Abuja — Now is the time for African women to stand up for ourselves and nurture leadership among others. We have been fantastic in many areas essential to progress at the family and community level. Now it is time for us to be role models and to show that we can contribute our quota in every area of social and economic development and to make our voices count on the global stage.
Women can transform the lives of Africa's people. We are beginning to insist that our countries have policies that deliver the demographic dividend of a large youth population, rather than pay the inevitable price for allowing the majority of our people to remain undereducated, jobless and desperate.
Last month at the United Nations General Assembly, I joined others to press the urgency of investment in our collective future and to warn of the dangers of delay.

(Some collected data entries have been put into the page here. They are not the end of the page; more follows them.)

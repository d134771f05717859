//! Read-only page queries

use std::collections::BTreeMap;

use super::prelude::*;
use super::sync_paths::sync_path_view;
use crate::media::paths::to_forward_slashes;
use crate::services::MediaInfo;
use crate::services::system::library_space;

const TERABYTE: f64 = 1024.0 * 1024.0 * 1024.0 * 1024.0;

#[derive(Debug, Deserialize)]
pub struct NameTestRequest {
    #[serde(default, deserialize_with = "params::opt_string")]
    pub name: Option<String>,
}

#[derive(Debug, Deserialize)]
pub struct SearchMediaRequest {
    #[serde(default, deserialize_with = "params::opt_string")]
    pub keyword: Option<String>,
    #[serde(default, deserialize_with = "params::opt_string")]
    pub searchtype: Option<String>,
}

#[derive(Debug, Deserialize)]
pub struct TransferHistoryQuery {
    #[serde(default, deserialize_with = "params::opt_i64")]
    pub pagenum: Option<i64>,
    #[serde(default, deserialize_with = "params::opt_string")]
    pub keyword: Option<String>,
    #[serde(default, deserialize_with = "params::opt_i64")]
    pub page: Option<i64>,
}

/// `1234567` → `1,234,567`
fn thousands(n: i64) -> String {
    let digits = n.unsigned_abs().to_string();
    let mut out = String::with_capacity(digits.len() + digits.len() / 3 + 1);
    for (i, c) in digits.chars().enumerate() {
        if i > 0 && (digits.len() - i) % 3 == 0 {
            out.push(',');
        }
        out.push(c);
    }
    if n < 0 { format!("-{}", out) } else { out }
}

fn terabytes(bytes: u64) -> String {
    format!("{:.2} TB", bytes as f64 / TERABYTE)
}

/// Chart data of `get_transfer_statistics`: movies on their own axis, tv and
/// anime sharing day buckets
#[derive(Debug, Default, PartialEq)]
struct TransferCharts {
    movie_labels: Vec<String>,
    movie_nums: Vec<i64>,
    tv_labels: Vec<String>,
    tv_nums: Vec<i64>,
    anime_nums: Vec<i64>,
}

fn transfer_charts(counts: &[TransferDayCount]) -> TransferCharts {
    let mut charts = TransferCharts::default();
    let mut series: BTreeMap<&str, (i64, i64)> = BTreeMap::new();
    for count in counts {
        match count.media_type.as_str() {
            "movie" => {
                charts.movie_labels.push(count.day.clone());
                charts.movie_nums.push(count.count);
            }
            "tv" => series.entry(&count.day).or_default().0 += count.count,
            "anime" => series.entry(&count.day).or_default().1 += count.count,
            other => debug!(media_type = other, "Skipping unknown media type in statistics"),
        }
    }
    for (day, (tv, anime)) in series {
        charts.tv_labels.push(day.to_string());
        charts.tv_nums.push(tv);
        charts.anime_nums.push(anime);
    }
    charts
}

impl WebActions {
    pub(super) async fn name_test(&self, req: NameTestRequest) -> ActionResult {
        let name = req.name.ok_or_else(|| ActionError::invalid("name is required"))?;
        let words = self.words.process(&name, None);
        let mut media = MediaInfo::from_words(&name, words);
        media.tmdb = self.metadata.recognize(&media).await?;
        Ok(ActionReply::ok().field("data", media.to_test_view()))
    }

    pub(super) async fn search_media_infos(&self, req: SearchMediaRequest) -> ActionResult {
        let Some(keyword) = req.keyword else {
            return Ok(ActionReply::ok().field("result", Vec::<Value>::new()));
        };
        let medias = self.metadata.search(&keyword, req.searchtype.as_deref()).await?;
        Ok(ActionReply::ok().field("result", medias))
    }

    pub(super) async fn get_transfer_history(&self, req: TransferHistoryQuery) -> ActionResult {
        let page_num = req.pagenum.filter(|n| *n > 0).unwrap_or(30);
        let current_page = req.page.filter(|p| *p > 0).unwrap_or(1);
        let (total, rows) = self
            .db
            .transfer_history()
            .list(req.keyword.as_deref(), current_page, page_num)
            .await?;

        let result: Vec<Value> = rows
            .into_iter()
            .map(|row| {
                let rmt_mode = RmtMode::parse(&row.mode).map(|m| m.label()).unwrap_or_default();
                let sync_mode = row.mode.clone();
                let mut value = serde_json::to_value(row).unwrap_or_else(|_| json!({}));
                if let Some(obj) = value.as_object_mut() {
                    obj.insert("SYNC_MODE".to_string(), json!(sync_mode));
                    obj.insert("RMT_MODE".to_string(), json!(rmt_mode));
                }
                value
            })
            .collect();

        Ok(ActionReply::ok()
            .field("total", total)
            .field("result", result)
            .field("totalPage", total / page_num + 1)
            .field("pageNum", page_num)
            .field("currentPage", current_page))
    }

    pub(super) async fn get_unknown_list(&self) -> ActionResult {
        let items: Vec<Value> = self
            .db
            .transfer_unknown()
            .list_pending()
            .await?
            .into_iter()
            .filter(|rec| !rec.path.is_empty())
            .map(|rec| {
                let path = to_forward_slashes(&rec.path);
                let rmt_mode = RmtMode::parse(&rec.mode).map(|m| m.label()).unwrap_or_default();
                json!({
                    "id": rec.id,
                    "path": path,
                    "to": to_forward_slashes(&rec.dest),
                    "name": path,
                    "sync_mode": rec.mode,
                    "rmt_mode": rmt_mode,
                })
            })
            .collect();
        Ok(ActionReply::ok().field("items", items))
    }

    pub(super) async fn get_directorysync(&self) -> ActionResult {
        let mut paths = self.db.sync_paths().list().await?;
        paths.sort_by(|a, b| a.source.cmp(&b.source));
        let result: Vec<Value> = paths.iter().map(sync_path_view).collect();
        Ok(ActionReply::ok().field("result", result))
    }

    pub(super) async fn get_users(&self) -> ActionResult {
        let users: Vec<Value> = self
            .db
            .users()
            .list()
            .await?
            .into_iter()
            .map(|u| {
                let pris: Vec<&str> = u.pris.split(',').collect();
                json!({ "id": u.id, "name": u.name, "pris": pris })
            })
            .collect();
        Ok(ActionReply::ok().field("result", users))
    }

    pub(super) async fn get_transfer_statistics(&self) -> ActionResult {
        let counts = self.db.transfer_history().statistics(30).await?;
        let charts = transfer_charts(&counts);
        Ok(ActionReply::ok()
            .field("MovieChartLabels", charts.movie_labels)
            .field("MovieNums", charts.movie_nums)
            .field("TvChartLabels", charts.tv_labels)
            .field("TvNums", charts.tv_nums)
            .field("AnimeNums", charts.anime_nums))
    }

    pub(super) fn get_library_spacesize(&self) -> ActionResult {
        let space = library_space(&self.settings.snapshot().library_paths());
        let used_percent = if space.total > 0 {
            format!("{:.1}", space.used() as f64 / space.total as f64 * 100.0)
        } else {
            "0".to_string()
        };
        Ok(ActionReply::ok()
            .field("UsedPercent", used_percent)
            .field("FreeSpace", terabytes(space.free))
            .field("UsedSapce", terabytes(space.used()))
            .field("TotalSpace", terabytes(space.total)))
    }

    pub(super) async fn get_library_mediacount(&self) -> ActionResult {
        let server = self.media_sync.server();
        let counts = match server.media_counts().await {
            Ok(counts) => counts,
            Err(e) => {
                warn!(error = %e, "Media server unreachable");
                return Ok(ActionReply::with_code(-1).msg("media server connection failed"));
            }
        };
        let users = server.user_count().await.unwrap_or(0);
        let episodes = if counts.episode > 0 { thousands(counts.episode) } else { String::new() };
        Ok(ActionReply::ok()
            .field("Movie", thousands(counts.movie))
            .field("Series", thousands(counts.tv))
            .field("Episodes", episodes)
            .field("Music", thousands(counts.music))
            .field("User", users))
    }

    pub(super) async fn get_library_playhistory(&self) -> ActionResult {
        let activity = self.media_sync.server().activity_log(30).await?;
        Ok(ActionReply::ok().field("result", activity))
    }

    pub(super) fn get_rmt_modes(&self) -> ActionResult {
        let modes = if self.config.lite_version {
            RmtMode::LITE
        } else {
            RmtMode::ALL
        };
        let result: Vec<Value> = modes
            .iter()
            .map(|m| json!({ "value": m.key(), "name": m.label() }))
            .collect();
        Ok(ActionReply::ok().field("result", result))
    }
}

#[cfg(test)]
mod tests {
    use super::*;
    use pretty_assertions::assert_eq;

    fn day(media_type: &str, day: &str, count: i64) -> TransferDayCount {
        TransferDayCount {
            media_type: media_type.to_string(),
            day: day.to_string(),
            count,
        }
    }

    #[test]
    fn test_thousands() {
        assert_eq!(thousands(0), "0");
        assert_eq!(thousands(999), "999");
        assert_eq!(thousands(1234567), "1,234,567");
        assert_eq!(thousands(-1000), "-1,000");
    }

    #[test]
    fn test_transfer_charts_bucket_tv_and_anime() {
        let charts = transfer_charts(&[
            day("movie", "2024-01-01", 3),
            day("tv", "2024-01-01", 2),
            day("anime", "2024-01-02", 5),
            day("tv", "2024-01-02", 1),
        ]);
        assert_eq!(charts.movie_labels, vec!["2024-01-01"]);
        assert_eq!(charts.movie_nums, vec![3]);
        assert_eq!(charts.tv_labels, vec!["2024-01-01", "2024-01-02"]);
        assert_eq!(charts.tv_nums, vec![2, 1]);
        assert_eq!(charts.anime_nums, vec![0, 5]);
    }
}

Health is a requisite foundation for sustainable development. Yet only two countries in Africa – Rwanda and South Africa – have met the Abuja Declaration, in which governments pledged 15 per cent of their budgets to health.
Meanwhile, tuberculosis kills more than 4,000 people every single day, non-communicable diseases kill over 41 million people every year, and 80% of deaths in childbirth could be avoided with techniques that should be available across the globe. There has also been a distinct lack of progress in delivering upon the World Health Assembly 2017 Sepsis Resolution, designed to control deadly, systemic infections, or in improving water, sanitation and hygiene in healthcare facilities, schools and communities.
What Is to Be Done?
There are five key interventions that must be a priority if we are to see real advances in health. Unless significant progress is made – and soon – the Sustainable Development Goals will not be met by the global community.
First, invest in family, community and primary healthcare – and in hospitals, where needed – to bolster healthcare wherever people need it; in rural areas and urban, cities and villages.
Second, protect frontline health workers, who often deliver life-saving care amid danger to themselves. The recent murders of two young midwives working among the victims of conflict in northeast Nigeria, as well as attacks on health professionals working to contain Ebola in eastern Congo (DRC), must spur governments and global institutions to strengthen security provisions for health workers.
Here I would like to do a big shout out for midwives and midwifery. Midwives' hands are the first to hold a newborn and the first eyes to see them – and often midwives are forgotten. So many people don't remember the name of their midwife. It is time for us to remember them. In addition, it is time to regulate and register the members of the profession, as well as to remunerate them properly. Through this, we will win a huge increase in human capital value for these skilled birth attendants, most of whom are women and all of whom do an essential job for society.
The Wellbeing Foundation Africa's Emergency Obstetric and Newborn Care programme, operated with its global partners Johnson & Johnson and the Liverpool School of Tropical Medicine, can serve as a benchmark for health worker training. We have shown that qualified midwives can and do lead the way with quality care.
Third, we need fact-based information about the health sector. Civil registrations and systems to record vital statistics must be implemented and strengthened. Otherwise, governments cannot allocate investment where it is needed the most and are unable to prepare for epidemics.
According to the World Bank's latest figures, 1.8 billion people have no government identification. Consequently, their health needs are highly unlikely to be met. Individuals and countries and regions will be vulnerable to disease outbreaks, including potential pandemics.
Fourth, governments must be held accountable for investing in universal health care. Promoting health insurance systems is an important step toward achieving universal coverage. In my country, Nigeria, and elsewhere, too many people are pushed into poverty by health emergencies that they or their families experience. We will never defeat scourges of malaria or high rates of infant and maternal mortality unless our people have access to medical care.
Fifth, we must recognize the acute threat of non-communicable diseases that kill over 41 million people every year. The Director-General of the World Health Organization, Dr. Tedros, has rightly highlighted the NCD crisis, and public officials must make it a core focus of all government programmes.
Whilst progress has been made in many areas, I feel compelled to speak out, as too many women, children and communities are being left behind. We have the opportunity to change the course of history, but it is a chance that is slipping away. Urgency is the order of the day.
Toyin Saraki is Founder-President of the Wellbeing Foundation Africa, Global Goodwill Ambassador for the International Confederation of Midwives, Special Adviser to the World Health Organization regional office for Africa and wife of the Senate President of the Federal Republic of Nigeria.